Source records:
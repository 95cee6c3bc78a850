use std::collections::HashMap;
use std::sync::Arc;
use std::sync::atomic::{AtomicUsize, Ordering};

use async_trait::async_trait;
use chrono::{DateTime, Utc};
use pretty_assertions::assert_eq;

use super::{
    CancelToken, CellRunner, ExecError, FETCH_CAP, Item, ItemState, PAGE_SIZE, RunStatus,
    SearchClient, SearchError, SearchPage, SearchRequest, execute_unit, fetch_sub_query, run_all,
};
use crate::compile::{CompiledQuery, SortOrder};

fn item(url: &str, comments: u64) -> Item {
    let timestamp: DateTime<Utc> = "2023-01-01T00:00:00Z".parse().unwrap();
    Item {
        url: url.to_string(),
        repository: "octo/repo".to_string(),
        number: 1,
        title: url.to_string(),
        state: ItemState::Open,
        author: "octocat".to_string(),
        labels: Vec::new(),
        assignees: Vec::new(),
        comments,
        reactions: 0,
        created_at: timestamp,
        updated_at: timestamp,
        is_pull_request: false,
    }
}

fn items(prefix: &str, count: usize) -> Vec<Item> {
    (0..count).map(|i| item(&format!("{prefix}/{i}"), 0)).collect()
}

fn query(q: &str, sort: Option<&str>) -> CompiledQuery {
    CompiledQuery {
        q: q.to_string(),
        sort: sort.map(String::from),
        order: SortOrder::Desc,
    }
}

/// In-memory search backend: fixture items per query string, served in
/// `per_page` slices. Unknown query strings fail the request.
#[derive(Default)]
struct FakeClient {
    fixtures: HashMap<String, Vec<Item>>,
    /// Reported total; defaults to the fixture length.
    total_override: Option<u64>,
    /// When set, every request parks until cancelled.
    hang: bool,
    calls: AtomicUsize,
}

impl FakeClient {
    fn with(q: &str, items: Vec<Item>) -> Self {
        let mut client = Self::default();
        client.fixtures.insert(q.to_string(), items);
        client
    }

    fn add(mut self, q: &str, items: Vec<Item>) -> Self {
        self.fixtures.insert(q.to_string(), items);
        self
    }

    fn calls(&self) -> usize {
        self.calls.load(Ordering::SeqCst)
    }
}

#[async_trait]
impl SearchClient for FakeClient {
    async fn search(
        &self,
        request: SearchRequest<'_>,
        _cancel: &CancelToken,
    ) -> Result<SearchPage, SearchError> {
        self.calls.fetch_add(1, Ordering::SeqCst);
        if self.hang {
            // Parks forever; only the caller's cancellation can end it.
            std::future::pending::<()>().await;
        }
        let all = self
            .fixtures
            .get(request.q)
            .ok_or_else(|| SearchError::new(format!("no results for `{}`", request.q)))?;
        let start = (request.page as usize - 1) * request.per_page as usize;
        let end = (start + request.per_page as usize).min(all.len());
        let page_items = if start >= all.len() {
            Vec::new()
        } else {
            all[start..end].to_vec()
        };
        Ok(SearchPage {
            items: page_items,
            total_count: self.total_override.unwrap_or(all.len() as u64),
        })
    }
}

#[tokio::test]
async fn fetches_every_page() {
    let client = FakeClient::with("is:open", items("a", 250));
    let batch = fetch_sub_query(&client, &query("is:open", None), &CancelToken::new())
        .await
        .unwrap();
    assert_eq!(batch.items.len(), 250);
    assert_eq!(batch.total_count, 250);
    assert_eq!(client.calls(), 3);
}

#[tokio::test]
async fn single_short_page_needs_one_request() {
    let client = FakeClient::with("is:open", items("a", 7));
    let batch = fetch_sub_query(&client, &query("is:open", None), &CancelToken::new())
        .await
        .unwrap();
    assert_eq!(batch.items.len(), 7);
    assert_eq!(client.calls(), 1);
}

#[tokio::test]
async fn stops_at_the_fetch_cap() {
    let mut client = FakeClient::with("popular", items("p", FETCH_CAP as usize));
    client.total_override = Some(FETCH_CAP + 500);

    let batch = fetch_sub_query(&client, &query("popular", None), &CancelToken::new())
        .await
        .unwrap();
    assert_eq!(batch.items.len() as u64, FETCH_CAP);
    assert_eq!(batch.total_count, FETCH_CAP + 500);
    assert_eq!(client.calls() as u64, FETCH_CAP / PAGE_SIZE as u64);
}

#[tokio::test]
async fn empty_page_ends_the_loop() {
    // Server claims more results than it serves; the empty page breaks out.
    let mut client = FakeClient::with("flaky", items("f", 30));
    client.total_override = Some(500);

    let batch = fetch_sub_query(&client, &query("flaky", None), &CancelToken::new())
        .await
        .unwrap();
    assert_eq!(batch.items.len(), 30);
    assert_eq!(client.calls(), 2);
}

#[tokio::test]
async fn execute_unit_merges_and_dedupes() {
    let shared = item("both/1", 50);
    let client = FakeClient::with("first", vec![item("a", 30), shared.clone()])
        .add("second", vec![shared, item("b", 10)]);
    let queries = [
        query("first", Some("comments")),
        query("second", Some("comments")),
    ];

    let aggregated = execute_unit(&client, &queries, &CancelToken::new())
        .await
        .unwrap();
    let urls: Vec<&str> = aggregated.items.iter().map(|i| i.url.as_str()).collect();
    assert_eq!(urls, ["both/1", "a", "b"]);
}

#[tokio::test]
async fn execute_unit_fails_fast() {
    let client = FakeClient::with("good", items("g", 1));
    let queries = [query("good", None), query("missing", None)];

    let error = execute_unit(&client, &queries, &CancelToken::new())
        .await
        .unwrap_err();
    assert!(matches!(error, ExecError::Search(_)));
}

#[tokio::test]
async fn pre_cancelled_token_aborts() {
    let client = FakeClient::with("is:open", items("a", 5));
    let cancel = CancelToken::new();
    cancel.cancel();

    let error = fetch_sub_query(&client, &query("is:open", None), &cancel)
        .await
        .unwrap_err();
    assert!(matches!(error, ExecError::Cancelled));
}

#[tokio::test]
async fn successful_run_commits_results_and_status() {
    let client = FakeClient::with("is:open", items("a", 3));
    let runner = CellRunner::new();
    assert_eq!(runner.status(), RunStatus::Idle);

    let run = runner.run(&client, &[query("is:open", None)]).await.unwrap();
    assert_eq!(run.items.len(), 3);
    assert_eq!(run.summary, "3 results");
    assert_eq!(
        runner.status(),
        RunStatus::Done {
            count: 3,
            truncated: false
        }
    );
}

#[tokio::test]
async fn failed_run_records_the_error() {
    let client = FakeClient::default();
    let runner = CellRunner::new();

    let run = runner.run(&client, &[query("nothing", None)]).await;
    assert!(run.is_none());
    assert!(matches!(runner.status(), RunStatus::Failed(_)));
}

#[tokio::test]
async fn cancelled_run_restores_previous_status() {
    let fast = FakeClient::with("is:open", items("a", 3));
    let runner = Arc::new(CellRunner::new());
    runner.run(&fast, &[query("is:open", None)]).await.unwrap();
    let settled = runner.status();

    let hung = Arc::new(FakeClient {
        hang: true,
        ..FakeClient::default()
    });
    let handle = tokio::spawn({
        let runner = Arc::clone(&runner);
        let hung = Arc::clone(&hung);
        async move { runner.run(hung.as_ref(), &[query("slow", None)]).await }
    });

    while runner.status() != RunStatus::Running {
        tokio::task::yield_now().await;
    }
    runner.cancel();

    assert_eq!(handle.await.unwrap(), None);
    assert_eq!(runner.status(), settled);
}

#[tokio::test]
async fn newer_run_supersedes_the_older_one() {
    let runner = Arc::new(CellRunner::new());
    let hung = Arc::new(FakeClient {
        hang: true,
        ..FakeClient::default()
    });

    let old = tokio::spawn({
        let runner = Arc::clone(&runner);
        let hung = Arc::clone(&hung);
        async move { runner.run(hung.as_ref(), &[query("slow", None)]).await }
    });
    while runner.status() != RunStatus::Running {
        tokio::task::yield_now().await;
    }

    let fast = FakeClient::with("is:open", items("a", 2));
    let new = runner.run(&fast, &[query("is:open", None)]).await;
    assert!(new.is_some());

    // The superseded run never commits, and the newest result stands.
    assert_eq!(old.await.unwrap(), None);
    assert_eq!(
        runner.status(),
        RunStatus::Done {
            count: 2,
            truncated: false
        }
    );
}

#[tokio::test]
async fn run_all_executes_cells_in_order() {
    let client = FakeClient::with("first", items("a", 1)).add("second", items("b", 2));
    let first = CellRunner::new();
    let second = CellRunner::new();
    let first_queries = [query("first", None)];
    let second_queries = [query("second", None)];

    run_all(
        &client,
        [
            (&first, first_queries.as_slice()),
            (&second, second_queries.as_slice()),
        ],
        &CancelToken::new(),
    )
    .await;

    assert!(matches!(first.status(), RunStatus::Done { count: 1, .. }));
    assert!(matches!(second.status(), RunStatus::Done { count: 2, .. }));
}

#[tokio::test]
async fn run_all_stops_scheduling_once_cancelled() {
    let client = FakeClient::with("first", items("a", 1));
    let first = CellRunner::new();
    let second = CellRunner::new();
    let first_queries = [query("first", None)];
    let second_queries = [query("second", None)];

    let cancel = CancelToken::new();
    cancel.cancel();
    run_all(
        &client,
        [
            (&first, first_queries.as_slice()),
            (&second, second_queries.as_slice()),
        ],
        &cancel,
    )
    .await;

    assert_eq!(first.status(), RunStatus::Idle);
    assert_eq!(second.status(), RunStatus::Idle);
}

> **What you should do**
The answer should be all lines from the entries above that hold the word "calls".

> **The completed task**
    calls: AtomicUsize,
    fn calls(&self) -> usize {
        self.calls.load(Ordering::SeqCst)
        self.calls.fetch_add(1, Ordering::SeqCst);
    assert_eq!(client.calls(), 3);
    assert_eq!(client.calls(), 1);
    assert_eq!(client.calls() as u64, FETCH_CAP / PAGE_SIZE as u64);
    assert_eq!(client.calls(), 2);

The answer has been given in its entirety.